Cette histoire, déclinée ou non avec la sympathique légèreté charnelle d’un pinku, on vous l’a contée maintes et maintes fois. Une femme, en passe de se marier, peut-être faute de mieux, avec son patron, voit ressurgir une figure du passé qui produit en elle un certain déclic, une hésitation. Soit. Mais si je vous dis que la figure en question est un défunt réincarné en kappa, tortue anthropomorphe facétieuse issue du folklore nippon, qui doit s’humidifier régulièrement le scalp et aime les combats de sumo, et que le tout se fait en chansons simplistes et chorégraphies infantiles, sous l’œil attentif de Christopher Doyle ? Vous vous dites alors, du moins je l’espère, que le Underwater Love de Shinji Imaoka, auquel notre confrère Tom Mes (Midnight Eye) a prêté sa plume gentiment timbrée, vaut le coup d’œil. Si vous n’êtes pas convaincu, sachez que vous y apprendrez comment piéger la grande faucheuse à l’aide d’une insertion rectale toute particulière. Et le savoir, ça ne se refuse pas, surtout quand il est emballé dans une telle bonne humeur.

Asuka (Sawa Masaki) donc, travaille dans un petit atelier de traitement de poisson dont elle s’apprête à épouser le libidineux patron. Un jour, alors qu’elle libère dans le port voisin un poisson qui a atterri encore vivant sur son plan de travail, elle tombe nez à nez avec un kappa. Celui-ci, pour le moins nonchalant, la connaît et pour cause : la créature n’est autre que la réincarnation d’Aoki, ami de jeunesse autrefois décédé de noyade. Les protagonistes renouent avec leur amitié d’antan. Mais l’une des collègues d’Asuka, qui vend ses rondeurs à la créature dans les murs de la maison abandonnée de ce dernier, découvre que cette relation dépasse la simple amitié. D’ailleurs, notre kappa trublion ne s’efforce-t-il pas de négocier avec un Dieu de la Mort pour protéger Asuka d’un imminent coup du sort ?

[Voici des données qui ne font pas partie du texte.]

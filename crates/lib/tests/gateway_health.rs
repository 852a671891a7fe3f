//! Integration test: run the bot with an in-memory client on a free port and drive it over HTTP
//! and through client events. Does not require the bridge sidecar.

use lib::bot;
use lib::client::{ClientEvent, IncomingMessage, MemoryClient, MessagingClient};
use lib::config::{Config, ExhaustedPolicy, HttpStartPolicy};
use std::sync::Arc;
use std::time::Duration;
use tokio::sync::{mpsc, oneshot};

fn free_port() -> u16 {
    let listener = std::net::TcpListener::bind("127.0.0.1:0").expect("bind free port");
    listener.local_addr().expect("local_addr").port()
}

fn test_config(port: u16) -> Config {
    let mut config = Config::default();
    config.http.port = port;
    config.http.bind = "127.0.0.1".to_string();
    config.supervisor.retry_delay_ms = 10;
    config.commands.status_log = std::env::temp_dir()
        .join(format!("wabot-gateway-test-{}", uuid::Uuid::new_v4()))
        .join("status.log");
    config
}

struct Running {
    base: String,
    events: mpsc::Sender<ClientEvent>,
    stop: oneshot::Sender<()>,
    task: tokio::task::JoinHandle<anyhow::Result<()>>,
}

fn start(config: Config, client: Arc<MemoryClient>) -> Running {
    let base = format!("http://127.0.0.1:{}", config.http.port);
    let (events, event_rx) = mpsc::channel(16);
    let (stop, stop_rx) = oneshot::channel::<()>();
    let client: Arc<dyn MessagingClient> = client;
    let task = tokio::spawn(bot::run_with_client(config, client, event_rx, async move {
        let _ = stop_rx.await;
    }));
    Running {
        base,
        events,
        stop,
        task,
    }
}

/// Poll GET / until the health JSON reports `client` == `want`.
async fn wait_for_client_state(base: &str, want: &str) -> serde_json::Value {
    let http = reqwest::Client::new();
    let mut last = None;
    for _ in 0..100 {
        match http.get(format!("{}/", base)).send().await {
            Ok(resp) if resp.status().is_success() => {
                let json: serde_json::Value = resp.json().await.expect("parse JSON");
                if json.get("client").and_then(|v| v.as_str()) == Some(want) {
                    return json;
                }
                last = Some(json.to_string());
            }
            Ok(resp) => last = Some(resp.status().to_string()),
            Err(e) => last = Some(e.to_string()),
        }
        tokio::time::sleep(Duration::from_millis(50)).await;
    }
    panic!("client never reached {:?}; last seen: {:?}", want, last);
}

#[tokio::test]
async fn health_reports_running_and_ready() {
    let port = free_port();
    let client = Arc::new(MemoryClient::new().failing_initialize(1));
    let running = start(test_config(port), client.clone());

    let json = wait_for_client_state(&running.base, "ready").await;
    assert_eq!(json.get("runtime").and_then(|v| v.as_str()), Some("running"));
    assert_eq!(json.get("port").and_then(|v| v.as_u64()), Some(port as u64));
    assert_eq!(client.initialize_calls(), 2);

    let _ = running.stop.send(());
    running.task.await.unwrap().unwrap();
}

#[tokio::test]
async fn send_accepts_json_form_and_text_bodies() {
    let port = free_port();
    let client = Arc::new(MemoryClient::new());
    let running = start(test_config(port), client.clone());
    wait_for_client_state(&running.base, "ready").await;
    let http = reqwest::Client::new();
    let url = format!("{}/send", running.base);

    let resp = http
        .post(&url)
        .json(&serde_json::json!({ "to": "111@c.us", "message": "from json" }))
        .send()
        .await
        .unwrap();
    assert_eq!(resp.status(), 200);

    let resp = http
        .post(&url)
        .header("content-type", "application/x-www-form-urlencoded")
        .body("to=222%40c.us&message=from+form")
        .send()
        .await
        .unwrap();
    assert_eq!(resp.status(), 200);

    let resp = http
        .post(format!("{}?to=333@c.us", url))
        .header("content-type", "text/plain")
        .body("from text")
        .send()
        .await
        .unwrap();
    assert_eq!(resp.status(), 200);

    let sent: Vec<(String, String)> = client
        .sent()
        .await
        .into_iter()
        .map(|m| (m.chat_id, m.text))
        .collect();
    assert_eq!(
        sent,
        vec![
            ("111@c.us".to_string(), "from json".to_string()),
            ("222@c.us".to_string(), "from form".to_string()),
            ("333@c.us".to_string(), "from text".to_string()),
        ]
    );

    let resp = http
        .post(&url)
        .header("content-type", "application/xml")
        .body("<to/>")
        .send()
        .await
        .unwrap();
    assert_eq!(resp.status(), 415);

    let resp = http
        .post(&url)
        .header("content-type", "text/plain")
        .body("no recipient")
        .send()
        .await
        .unwrap();
    assert_eq!(resp.status(), 400);

    let _ = running.stop.send(());
    running.task.await.unwrap().unwrap();
}

#[tokio::test]
async fn send_body_over_limit_is_rejected_with_413() {
    let port = free_port();
    let mut config = test_config(port);
    config.http.json_limit_bytes = 256;
    let client = Arc::new(MemoryClient::new());
    let running = start(config, client.clone());
    wait_for_client_state(&running.base, "ready").await;
    let http = reqwest::Client::new();
    let url = format!("{}/send", running.base);

    let resp = http
        .post(&url)
        .json(&serde_json::json!({ "to": "1@c.us", "message": "x".repeat(4096) }))
        .send()
        .await
        .unwrap();
    assert_eq!(resp.status(), 413);

    let resp = http
        .post(&url)
        .json(&serde_json::json!({ "to": "1@c.us", "message": "short" }))
        .send()
        .await
        .unwrap();
    assert_eq!(resp.status(), 200);

    let sent = client.sent().await;
    assert_eq!(sent.len(), 1);
    assert_eq!(sent[0].text, "short");

    let _ = running.stop.send(());
    running.task.await.unwrap().unwrap();
}

#[tokio::test]
async fn send_requires_configured_token() {
    let port = free_port();
    let mut config = test_config(port);
    config.http.token = Some("s3cret".to_string());
    let client = Arc::new(MemoryClient::new());
    let running = start(config, client.clone());
    wait_for_client_state(&running.base, "ready").await;
    let http = reqwest::Client::new();
    let url = format!("{}/send", running.base);
    let body = serde_json::json!({ "to": "1@c.us", "message": "hi" });

    let resp = http.post(&url).json(&body).send().await.unwrap();
    assert_eq!(resp.status(), 401);

    let resp = http
        .post(&url)
        .bearer_auth("s3cret")
        .json(&body)
        .send()
        .await
        .unwrap();
    assert_eq!(resp.status(), 200);
    assert_eq!(client.sent().await.len(), 1);

    let _ = running.stop.send(());
    running.task.await.unwrap().unwrap();
}

#[tokio::test]
async fn keep_running_serves_http_with_unconnected_client() {
    let port = free_port();
    let client = Arc::new(MemoryClient::new().failing_initialize(100));
    let running = start(test_config(port), client.clone());

    wait_for_client_state(&running.base, "failed").await;
    assert_eq!(client.initialize_calls(), 3);

    let resp = reqwest::Client::new()
        .post(format!("{}/send", running.base))
        .json(&serde_json::json!({ "to": "1@c.us", "message": "hi" }))
        .send()
        .await
        .unwrap();
    assert_eq!(resp.status(), 503);
    assert!(client.sent().await.is_empty());

    let _ = running.stop.send(());
    running.task.await.unwrap().unwrap();
}

#[tokio::test]
async fn exit_policy_stops_the_bot_with_an_error() {
    let port = free_port();
    let mut config = test_config(port);
    config.supervisor.on_exhausted = ExhaustedPolicy::Exit;
    config.supervisor.max_attempts = 2;
    let client = Arc::new(MemoryClient::new().failing_initialize(100));
    let running = start(config, client.clone());

    let result = tokio::time::timeout(Duration::from_secs(5), running.task)
        .await
        .expect("bot should stop on its own")
        .unwrap();
    let err = result.unwrap_err();
    assert!(err.to_string().contains("2 attempt"), "{err:#}");
    assert_eq!(client.initialize_calls(), 2);
}

#[tokio::test]
async fn after_ready_policy_defers_listening() {
    let port = free_port();
    let mut config = test_config(port);
    config.http.start = HttpStartPolicy::AfterReady;
    let client = Arc::new(
        MemoryClient::new()
            .failing_initialize(1)
            .with_init_delay(Duration::from_millis(100)),
    );
    let running = start(config, client.clone());

    // first attempt is still in progress: nothing is listening yet
    assert!(reqwest::get(format!("{}/", running.base)).await.is_err());

    wait_for_client_state(&running.base, "ready").await;
    let _ = running.stop.send(());
    running.task.await.unwrap().unwrap();
}

#[tokio::test]
async fn chat_commands_flow_through_client_events() {
    let port = free_port();
    let client = Arc::new(MemoryClient::new());
    client
        .insert_message(IncomingMessage {
            id: "abc123".to_string(),
            from: "me@c.us".to_string(),
            body: "typo".to_string(),
            from_me: true,
        })
        .await;
    let running = start(test_config(port), client.clone());
    wait_for_client_state(&running.base, "ready").await;

    for (id, body) in [
        ("m1", "!ping"),
        ("m2", "good morning"),
        ("m3", "!deleteMessage,abc123"),
    ] {
        running
            .events
            .send(ClientEvent::Message(IncomingMessage {
                id: id.to_string(),
                from: "user@c.us".to_string(),
                body: body.to_string(),
                from_me: false,
            }))
            .await
            .unwrap();
    }

    let mut sent = Vec::new();
    for _ in 0..100 {
        sent = client.sent().await;
        if sent.len() >= 2 {
            break;
        }
        tokio::time::sleep(Duration::from_millis(20)).await;
    }
    let mut texts: Vec<String> = sent.into_iter().map(|m| m.text).collect();
    texts.sort();
    assert_eq!(
        texts,
        vec![
            "Message with ID abc123 has been deleted!".to_string(),
            "pong".to_string(),
        ]
    );
    assert_eq!(client.deleted().await, vec![("abc123".to_string(), true)]);

    let _ = running.stop.send(());
    running.task.await.unwrap().unwrap();
}

#[tokio::test]
async fn busy_port_fails_startup() {
    let blocker = std::net::TcpListener::bind("127.0.0.1:0").unwrap();
    let port = blocker.local_addr().unwrap().port();
    let client = Arc::new(MemoryClient::new());
    let running = start(test_config(port), client.clone());
    let err = running.task.await.unwrap().unwrap_err();
    assert!(err.to_string().contains("already in use"), "{err:#}");
    assert_eq!(client.initialize_calls(), 0);
}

Dans Underwater Love, le Dieu de la Mort n’est qu’un hippie clope au bec, engoncé dans une robe bariolée et prêt à vendre quelque secret divin pour un verre de saké. Pas d’emballage inutile devant la caméra de Shinji Imaoka (Lunch Box) : dès les premières images du film, le spectateur est invité à remiser toute incrédulité au placard, et à accepter la réalité incongrue qui s’offre à lui. Sans emphase ni mystère, Imaoka ne tente nullement de nous convaincre d’une quelconque plausibilité ; nous montrant Aoki tranquillement assis dans les marais, il affirme simplement son existence. De même, il affirme sa sexualité, exhibe sans spectacle ni effet de mise en scène son membre verdâtre et ondulé qu’il offre à la gironde Mutsuo Yoshioka. Ce n’est pas bizarre, improbable, ou même obscène : c’est, tout simplement.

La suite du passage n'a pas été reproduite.